Retype everything in the entries that follow, exactly as shown.

[[ Data for this exercise open ]]

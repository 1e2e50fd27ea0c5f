//! Local inspection of stored access tokens.
//!
//! Restoring a session does not need to hit the backend with a token that has
//! already run out. The `exp` claim is read without verifying the signature;
//! the backend stays the only authority on whether a token is valid.

use chrono::{DateTime, TimeZone, Utc};
use jsonwebtoken::{decode, DecodingKey, Validation};
use serde::Deserialize;

#[derive(Debug, Deserialize)]
struct ExpiryClaims {
    #[serde(default)]
    exp: Option<i64>,
}

/// Read the expiry of a JWT without validating it.
///
/// Returns `None` for opaque (non-JWT) tokens and tokens without `exp`.
pub fn peek_expiry(token: &str) -> Option<DateTime<Utc>> {
    let mut validation = Validation::default();
    validation.insecure_disable_signature_validation();
    validation.validate_exp = false;
    validation.validate_aud = false;
    validation.required_spec_claims.clear();

    let data = decode::<ExpiryClaims>(token, &DecodingKey::from_secret(&[]), &validation).ok()?;
    Utc.timestamp_opt(data.claims.exp?, 0).single()
}

/// Check if a token is known to be expired at `now`.
///
/// A token whose expiry cannot be read is not considered expired.
pub fn is_expired(token: &str, now: DateTime<Utc>) -> bool {
    peek_expiry(token).is_some_and(|exp| exp <= now)
}
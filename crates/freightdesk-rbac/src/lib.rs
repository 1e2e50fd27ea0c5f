//! # FreightDesk RBAC
//!
//! Identity model and policy evaluation for the FreightDesk back office.
//!
//! ## Overview
//!
//! The freightdesk-rbac crate handles:
//! - **Roles**: ADMIN, USER, TRANSPORTER, COMPANY
//! - **Departments**: ACCOUNTING, FINANCE, MANAGEMENT, SALES, EXTERNAL
//! - **Permissions**: Operation-scoped tags (APPROVAL, ORDER_OPERATION, SETTING, ...)
//! - **Actor**: The signed-in user carrying the three sets plus account flags
//! - **Policy**: Pure decision functions over `Option<&Actor>`
//!
//! ## Architecture
//!
//! ```text
//! Actor { roles, departments, permissions, account flags }
//!    │
//!    ▼
//! policy::{has_role, has_permission, has_any_permission,
//!          has_all_permissions, has_any_department, is_authorized}
//!    │
//!    ▼
//! Requirement (roles ANY, permissions ALL|ANY, departments ANY) ──► satisfies()
//! ```
//!
//! ## Usage
//!
//! ```rust
//! use freightdesk_rbac::{is_authorized, has_all_permissions, Actor, Permission, Role};
//!
//! let actor = Actor::new("42")
//!     .with_roles([Role::Admin])
//!     .with_permissions([Permission::OrderOperation]);
//!
//! assert!(is_authorized(Some(&actor), &[Role::Admin], &[]));
//! assert!(!has_all_permissions(
//!     Some(&actor),
//!     &[Permission::OrderOperation, Permission::Setting],
//! ));
//! ```
//!
//! ## Integration with freightdesk-auth
//!
//! The session in `freightdesk-auth` owns the current actor and hands out
//! `Arc<Actor>` snapshots; guards in `freightdesk-guard` evaluate them here.

pub mod actor;
pub mod departments;
pub mod error;
pub mod permissions;
pub mod policy;
pub mod roles;

// Re-export main types for convenience
pub use actor::{AccountStatus, Actor, ActorUpdate};
pub use departments::Department;
pub use error::UnknownTag;
pub use permissions::Permission;
pub use policy::{
    has_all_permissions, has_any_department, has_any_department_of, has_any_permission,
    has_any_role, has_permission, has_role, is_authorized, satisfies, PermissionMatch,
    Requirement,
};
pub use roles::Role;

[[ Data for this exercise closed ]]

> Finished exercise
repository 1e2e50fd27ea0c5f
//! Local inspection of stored access tokens.
//!
//! Restoring a session does not need to hit the backend with a token that has
//! already run out. The `exp` claim is read without verifying the signature;
//! the backend stays the only authority on whether a token is valid.

use chrono::{DateTime, TimeZone, Utc};
use jsonwebtoken::{decode, DecodingKey, Validation};
use serde::Deserialize;

#[derive(Debug, Deserialize)]
struct ExpiryClaims {
    #[serde(default)]
    exp: Option<i64>,
}

/// Read the expiry of a JWT without validating it.
///
/// Returns `None` for opaque (non-JWT) tokens and tokens without `exp`.
pub fn peek_expiry(token: &str) -> Option<DateTime<Utc>> {
    let mut validation = Validation::default();
    validation.insecure_disable_signature_validation();
    validation.validate_exp = false;
    validation.validate_aud = false;
    validation.required_spec_claims.clear();

    let data = decode::<ExpiryClaims>(token, &DecodingKey::from_secret(&[]), &validation).ok()?;
    Utc.timestamp_opt(data.claims.exp?, 0).single()
}

/// Check if a token is known to be expired at `now`.
///
/// A token whose expiry cannot be read is not considered expired.
pub fn is_expired(token: &str, now: DateTime<Utc>) -> bool {
    peek_expiry(token).is_some_and(|exp| exp <= now)
}
filename crates/freightdesk-rbac/src/lib.rs
repository 1e2e50fd27ea0c5f
//! # FreightDesk RBAC
//!
//! Identity model and policy evaluation for the FreightDesk back office.
//!
//! ## Overview
//!
//! The freightdesk-rbac crate handles:
//! - **Roles**: ADMIN, USER, TRANSPORTER, COMPANY
//! - **Departments**: ACCOUNTING, FINANCE, MANAGEMENT, SALES, EXTERNAL
//! - **Permissions**: Operation-scoped tags (APPROVAL, ORDER_OPERATION, SETTING, ...)
//! - **Actor**: The signed-in user carrying the three sets plus account flags
//! - **Policy**: Pure decision functions over `Option<&Actor>`
//!
//! ## Architecture
//!
//! ```text
//! Actor { roles, departments, permissions, account flags }
//!    │
//!    ▼
//! policy::{has_role, has_permission, has_any_permission,
//!          has_all_permissions, has_any_department, is_authorized}
//!    │
//!    ▼
//! Requirement (roles ANY, permissions ALL|ANY, departments ANY) ──► satisfies()
//! ```
//!
//! ## Usage
//!
//! ```rust
//! use freightdesk_rbac::{is_authorized, has_all_permissions, Actor, Permission, Role};
//!
//! let actor = Actor::new("42")
//!     .with_roles([Role::Admin])
//!     .with_permissions([Permission::OrderOperation]);
//!
//! assert!(is_authorized(Some(&actor), &[Role::Admin], &[]));
//! assert!(!has_all_permissions(
//!     Some(&actor),
//!     &[Permission::OrderOperation, Permission::Setting],
//! ));
//! ```
//!
//! ## Integration with freightdesk-auth
//!
//! The session in `freightdesk-auth` owns the current actor and hands out
//! `Arc<Actor>` snapshots; guards in `freightdesk-guard` evaluate them here.

pub mod actor;
pub mod departments;
pub mod error;
pub mod permissions;
pub mod policy;
pub mod roles;

// Re-export main types for convenience
pub use actor::{AccountStatus, Actor, ActorUpdate};
pub use departments::Department;
pub use error::UnknownTag;
pub use permissions::Permission;
pub use policy::{
    has_all_permissions, has_any_department, has_any_department_of, has_any_permission,
    has_any_role, has_permission, has_role, is_authorized, satisfies, PermissionMatch,
    Requirement,
};
pub use roles::Role;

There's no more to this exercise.